In the end, almost everyone is against killing doctors who practice abortion, though it is a little hard to understand why. The logic of Paul Hill -- that abortion equals baby killing, that there is a "holocaust" going on and that therefore killing an abortionist is "justifiable homicide" -- may be insane, but it is more consistent than the logic of those who share all of Hill's premises but reject his conclusion.
On July 29, Hill shot and killed Dr. John Britton and a clinic volunteer at an abortion clinic in Pensacola, Florida. Almost all elements of the right-to- life movement condemned the killings. But why? After all, the practical effect of such actions is not merely to put one baby killer out of business but to chill the entire practice of abortion in America. Surely during the real Holocaust it would have been "justifiable homicide" to kill a German camp guard, if that would have slowed the feeding of the gas chambers.
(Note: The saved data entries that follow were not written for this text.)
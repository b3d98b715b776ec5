//! Startup banner printed when the server comes up

use crate::models::Config;
use colored::*;
use std::fmt::Write as _;
use std::net::SocketAddr;

/// Colors used by the banner
#[derive(Debug, Clone)]
pub struct ColorScheme {
    pub header: Color,
    pub label: Color,
    pub value: Color,
    pub warning: Color,
}

impl Default for ColorScheme {
    fn default() -> Self {
        Self {
            header: Color::Blue,
            label: Color::BrightBlack,
            value: Color::Cyan,
            warning: Color::Yellow,
        }
    }
}

/// Summary of the effective configuration, shown once at startup
pub struct StartupBanner {
    listen_addr: SocketAddr,
    attempts: u32,
    worker_count: u32,
    timeout_ms: u64,
    auth_enabled: bool,
    warnings: Vec<String>,
    use_color: bool,
    scheme: ColorScheme,
}

impl StartupBanner {
    pub fn new(config: &Config, listen_addr: SocketAddr) -> Self {
        Self {
            listen_addr,
            attempts: config.attempts,
            worker_count: config.worker_count,
            timeout_ms: config.timeout_ms,
            auth_enabled: config.token().is_some(),
            warnings: Vec::new(),
            use_color: config.enable_color,
            scheme: ColorScheme::default(),
        }
    }

    /// Attach configuration warnings to show under the summary
    pub fn with_warnings(mut self, warnings: Vec<String>) -> Self {
        self.warnings = warnings;
        self
    }

    pub fn render(&self) -> String {
        let mut out = String::new();

        let title = format!("{} v{}", crate::PKG_NAME, crate::VERSION);
        let build = match crate::GIT_COMMIT {
            Some(commit) => format!("built {} ({})", crate::BUILD_TIME, commit),
            None => format!("built {}", crate::BUILD_TIME),
        };
        let _ = writeln!(out, "{} {}", self.paint(&title, self.scheme.header, true), self.paint(&build, self.scheme.label, false));

        let rows = [
            ("Listening", format!("http://{}", self.listen_addr)),
            ("Attempts", self.attempts.to_string()),
            ("Workers", self.worker_count.to_string()),
            ("Timeout", format!("{}ms", self.timeout_ms)),
            ("Auth", if self.auth_enabled { "token required".to_string() } else { "disabled".to_string() }),
        ];
        for (label, value) in rows {
            let label = format!("  {:<10}", label);
            let _ = writeln!(out, "{}{}", self.paint(&label, self.scheme.label, false), self.paint(&value, self.scheme.value, false));
        }

        for warning in &self.warnings {
            let _ = writeln!(out, "  {}", self.paint(warning, self.scheme.warning, false));
        }

        out
    }

    fn paint(&self, text: &str, color: Color, bold: bool) -> String {
        if !self.use_color {
            return text.to_string();
        }
        let painted = text.color(color);
        if bold {
            painted.bold().to_string()
        } else {
            painted.to_string()
        }
    }
}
Until last week, the American Center for Law and Justice (A.C.L.J.), a self- styled conservative clone of the American Civil Liberties Union (A.C.L.U.), was supplying Hill's legal defense on earlier charges of harassing abortion patients. The A.C.L.J. is part of the religiopolitical empire of Pat Robertson, who certainly considers himself mainstream. Yet Hill never made a secret of his belief in the moral necessity of killing abortionists. The * A.C.L.J. says it was representing Hill because the harassment charges infringe his First Amendment right to protest. But the A.C.L.J. is not the A.C.L.U., which routinely defends the rights of people it profoundly disagrees with (such as Nazis who wanted to march through a Jewish neighborhood in Skokie, Illinois). The very fact that the A.C.L.J. dropped Hill when he became too hot to handle suggests that its previous defense of him was motivated by something other than abstract dedication to the First Amendment.
Disrupters at abortion clinics frequently invoke the First Amendment. They also invoke the traditions of the civil rights movement. Believers in abortion rights should take these arguments seriously to demonstrate that we don't just believe in civil liberties for people we agree with. But there are flaws in the reasoning.
As for the First Amendment, Operation Rescue is quite frank that the purpose in its sieges of abortion clinics is not communication. It is not attempting to persuade doctors and patients to come around to its view that abortion is the murder of innocent babies. It is attempting to physically prevent the operation of the clinics and/or to make the experience so unpleasant for doctors and patients that they will give it up, without the necessity of changing their beliefs. The First Amendment does not grant me the right to harass you into giving me the contents of your wallet. So it certainly doesn't grant abortion opponents the right to harass women into giving up their constitutional right to choose abortion.